*** Opening of Material for the task ***

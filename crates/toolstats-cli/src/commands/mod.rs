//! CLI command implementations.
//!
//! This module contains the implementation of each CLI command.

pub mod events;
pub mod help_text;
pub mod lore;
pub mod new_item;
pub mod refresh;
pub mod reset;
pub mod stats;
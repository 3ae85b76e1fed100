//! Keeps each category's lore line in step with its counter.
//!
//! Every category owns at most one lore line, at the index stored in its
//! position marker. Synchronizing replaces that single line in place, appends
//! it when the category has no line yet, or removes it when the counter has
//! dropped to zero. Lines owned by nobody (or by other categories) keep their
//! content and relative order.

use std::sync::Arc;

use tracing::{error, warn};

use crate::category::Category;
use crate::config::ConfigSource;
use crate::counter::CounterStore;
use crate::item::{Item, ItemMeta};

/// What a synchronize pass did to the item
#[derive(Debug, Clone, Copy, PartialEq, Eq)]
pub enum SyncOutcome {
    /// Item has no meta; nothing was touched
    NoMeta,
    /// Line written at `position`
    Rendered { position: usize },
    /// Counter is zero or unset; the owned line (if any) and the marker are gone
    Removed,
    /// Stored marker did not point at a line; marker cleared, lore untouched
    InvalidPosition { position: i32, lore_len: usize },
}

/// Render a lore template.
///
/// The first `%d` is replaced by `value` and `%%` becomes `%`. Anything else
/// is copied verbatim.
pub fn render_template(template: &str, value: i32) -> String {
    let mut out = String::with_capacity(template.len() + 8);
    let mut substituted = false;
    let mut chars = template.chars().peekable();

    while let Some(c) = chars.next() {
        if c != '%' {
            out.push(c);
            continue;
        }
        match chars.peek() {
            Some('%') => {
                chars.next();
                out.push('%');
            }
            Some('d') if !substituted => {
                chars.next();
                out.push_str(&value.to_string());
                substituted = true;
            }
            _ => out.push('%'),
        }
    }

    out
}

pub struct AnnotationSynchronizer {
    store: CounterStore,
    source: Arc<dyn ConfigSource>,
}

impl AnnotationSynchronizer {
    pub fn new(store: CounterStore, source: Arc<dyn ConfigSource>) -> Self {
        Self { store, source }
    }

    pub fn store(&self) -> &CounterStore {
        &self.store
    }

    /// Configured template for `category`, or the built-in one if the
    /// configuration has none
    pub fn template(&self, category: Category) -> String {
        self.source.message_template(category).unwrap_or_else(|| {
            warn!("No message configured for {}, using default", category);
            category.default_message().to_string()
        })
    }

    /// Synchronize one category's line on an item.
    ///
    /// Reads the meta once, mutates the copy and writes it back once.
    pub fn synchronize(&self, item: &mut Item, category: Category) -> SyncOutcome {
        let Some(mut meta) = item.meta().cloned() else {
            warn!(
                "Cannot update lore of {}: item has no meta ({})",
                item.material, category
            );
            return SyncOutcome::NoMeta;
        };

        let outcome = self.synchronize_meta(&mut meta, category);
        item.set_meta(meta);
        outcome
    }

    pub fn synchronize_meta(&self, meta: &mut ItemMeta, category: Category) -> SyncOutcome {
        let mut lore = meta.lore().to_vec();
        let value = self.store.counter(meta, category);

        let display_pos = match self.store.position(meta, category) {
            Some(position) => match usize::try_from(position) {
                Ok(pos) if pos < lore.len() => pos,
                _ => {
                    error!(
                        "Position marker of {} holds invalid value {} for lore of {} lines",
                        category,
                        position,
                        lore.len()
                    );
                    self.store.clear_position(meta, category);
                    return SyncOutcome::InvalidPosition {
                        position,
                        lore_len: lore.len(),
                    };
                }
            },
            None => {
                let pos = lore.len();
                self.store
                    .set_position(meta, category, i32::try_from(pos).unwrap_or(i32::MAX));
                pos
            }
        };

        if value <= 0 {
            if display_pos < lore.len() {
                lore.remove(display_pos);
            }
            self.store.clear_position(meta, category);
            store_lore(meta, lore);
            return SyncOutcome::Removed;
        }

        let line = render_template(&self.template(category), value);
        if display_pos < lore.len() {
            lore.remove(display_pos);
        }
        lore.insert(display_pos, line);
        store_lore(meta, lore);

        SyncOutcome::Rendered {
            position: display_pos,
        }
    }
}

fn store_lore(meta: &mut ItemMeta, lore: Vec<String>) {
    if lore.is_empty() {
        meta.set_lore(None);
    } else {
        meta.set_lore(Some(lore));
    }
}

*** Close of Material for the task ***

# Activity
Beginning at the line above with "let mut out" and finishing at the line with "it back once.", return each line exactly and return nothing else.

# Written solution
    let mut out = String::with_capacity(template.len() + 8);
    let mut substituted = false;
    let mut chars = template.chars().peekable();

    while let Some(c) = chars.next() {
        if c != '%' {
            out.push(c);
            continue;
        }
        match chars.peek() {
            Some('%') => {
                chars.next();
                out.push('%');
            }
            Some('d') if !substituted => {
                chars.next();
                out.push_str(&value.to_string());
                substituted = true;
            }
            _ => out.push('%'),
        }
    }

    out
}

pub struct AnnotationSynchronizer {
    store: CounterStore,
    source: Arc<dyn ConfigSource>,
}

impl AnnotationSynchronizer {
    pub fn new(store: CounterStore, source: Arc<dyn ConfigSource>) -> Self {
        Self { store, source }
    }

    pub fn store(&self) -> &CounterStore {
        &self.store
    }

    /// Configured template for `category`, or the built-in one if the
    /// configuration has none
    pub fn template(&self, category: Category) -> String {
        self.source.message_template(category).unwrap_or_else(|| {
            warn!("No message configured for {}, using default", category);
            category.default_message().to_string()
        })
    }

    /// Synchronize one category's line on an item.
    ///
    /// Reads the meta once, mutates the copy and writes it back once.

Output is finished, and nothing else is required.